**Work request:** Each record below needs to be copied out exactly as it stands.

**Dataset:**
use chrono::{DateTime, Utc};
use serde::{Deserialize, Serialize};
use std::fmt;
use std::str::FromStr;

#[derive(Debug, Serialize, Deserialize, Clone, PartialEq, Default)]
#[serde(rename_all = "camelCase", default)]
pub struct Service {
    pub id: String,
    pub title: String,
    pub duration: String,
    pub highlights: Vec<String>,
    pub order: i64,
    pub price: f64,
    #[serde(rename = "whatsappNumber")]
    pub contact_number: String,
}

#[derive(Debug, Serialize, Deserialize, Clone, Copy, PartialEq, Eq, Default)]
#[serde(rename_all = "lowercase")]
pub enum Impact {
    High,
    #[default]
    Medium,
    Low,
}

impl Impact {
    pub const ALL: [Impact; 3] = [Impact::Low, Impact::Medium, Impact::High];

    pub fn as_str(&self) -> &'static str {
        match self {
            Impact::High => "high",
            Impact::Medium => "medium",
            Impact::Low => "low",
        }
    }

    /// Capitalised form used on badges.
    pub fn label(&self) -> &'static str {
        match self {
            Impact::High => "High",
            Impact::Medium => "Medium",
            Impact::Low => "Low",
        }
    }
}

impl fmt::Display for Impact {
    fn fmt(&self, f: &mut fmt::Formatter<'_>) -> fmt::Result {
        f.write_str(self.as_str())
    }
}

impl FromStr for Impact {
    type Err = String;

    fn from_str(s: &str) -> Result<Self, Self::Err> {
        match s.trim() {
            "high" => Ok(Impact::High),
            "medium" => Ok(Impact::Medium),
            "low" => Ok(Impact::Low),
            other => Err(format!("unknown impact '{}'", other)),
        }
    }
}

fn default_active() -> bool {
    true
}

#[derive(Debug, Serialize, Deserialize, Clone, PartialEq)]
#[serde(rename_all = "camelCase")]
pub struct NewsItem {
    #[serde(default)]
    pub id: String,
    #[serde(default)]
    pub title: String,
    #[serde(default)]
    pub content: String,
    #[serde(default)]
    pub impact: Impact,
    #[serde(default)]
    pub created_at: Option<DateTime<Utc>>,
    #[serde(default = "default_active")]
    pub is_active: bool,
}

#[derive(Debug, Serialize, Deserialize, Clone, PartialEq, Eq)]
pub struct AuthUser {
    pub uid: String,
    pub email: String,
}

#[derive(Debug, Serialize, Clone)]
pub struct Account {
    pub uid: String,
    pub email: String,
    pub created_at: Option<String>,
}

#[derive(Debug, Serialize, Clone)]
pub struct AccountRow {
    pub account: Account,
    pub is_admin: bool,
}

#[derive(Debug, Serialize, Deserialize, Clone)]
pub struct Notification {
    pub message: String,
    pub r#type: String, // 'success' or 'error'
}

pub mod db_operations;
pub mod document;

**Solution to this exercise:**
use chrono::{DateTime, Utc};
use serde::{Deserialize, Serialize};
use std::fmt;
use std::str::FromStr;

#[derive(Debug, Serialize, Deserialize, Clone, PartialEq, Default)]
#[serde(rename_all = "camelCase", default)]
pub struct Service {
    pub id: String,
    pub title: String,
    pub duration: String,
    pub highlights: Vec<String>,
    pub order: i64,
    pub price: f64,
    #[serde(rename = "whatsappNumber")]
    pub contact_number: String,
}

#[derive(Debug, Serialize, Deserialize, Clone, Copy, PartialEq, Eq, Default)]
#[serde(rename_all = "lowercase")]
pub enum Impact {
    High,
    #[default]
    Medium,
    Low,
}

impl Impact {
    pub const ALL: [Impact; 3] = [Impact::Low, Impact::Medium, Impact::High];

    pub fn as_str(&self) -> &'static str {
        match self {
            Impact::High => "high",
            Impact::Medium => "medium",
            Impact::Low => "low",
        }
    }

    /// Capitalised form used on badges.
    pub fn label(&self) -> &'static str {
        match self {
            Impact::High => "High",
            Impact::Medium => "Medium",
            Impact::Low => "Low",
        }
    }
}

impl fmt::Display for Impact {
    fn fmt(&self, f: &mut fmt::Formatter<'_>) -> fmt::Result {
        f.write_str(self.as_str())
    }
}

impl FromStr for Impact {
    type Err = String;

    fn from_str(s: &str) -> Result<Self, Self::Err> {
        match s.trim() {
            "high" => Ok(Impact::High),
            "medium" => Ok(Impact::Medium),
            "low" => Ok(Impact::Low),
            other => Err(format!("unknown impact '{}'", other)),
        }
    }
}

fn default_active() -> bool {
    true
}

#[derive(Debug, Serialize, Deserialize, Clone, PartialEq)]
#[serde(rename_all = "camelCase")]
pub struct NewsItem {
    #[serde(default)]
    pub id: String,
    #[serde(default)]
    pub title: String,
    #[serde(default)]
    pub content: String,
    #[serde(default)]
    pub impact: Impact,
    #[serde(default)]
    pub created_at: Option<DateTime<Utc>>,
    #[serde(default = "default_active")]
    pub is_active: bool,
}

#[derive(Debug, Serialize, Deserialize, Clone, PartialEq, Eq)]
pub struct AuthUser {
    pub uid: String,
    pub email: String,
}

#[derive(Debug, Serialize, Clone)]
pub struct Account {
    pub uid: String,
    pub email: String,
    pub created_at: Option<String>,
}

#[derive(Debug, Serialize, Clone)]
pub struct AccountRow {
    pub account: Account,
    pub is_admin: bool,
}

#[derive(Debug, Serialize, Deserialize, Clone)]
pub struct Notification {
    pub message: String,
    pub r#type: String, // 'success' or 'error'
}

pub mod db_operations;
pub mod document;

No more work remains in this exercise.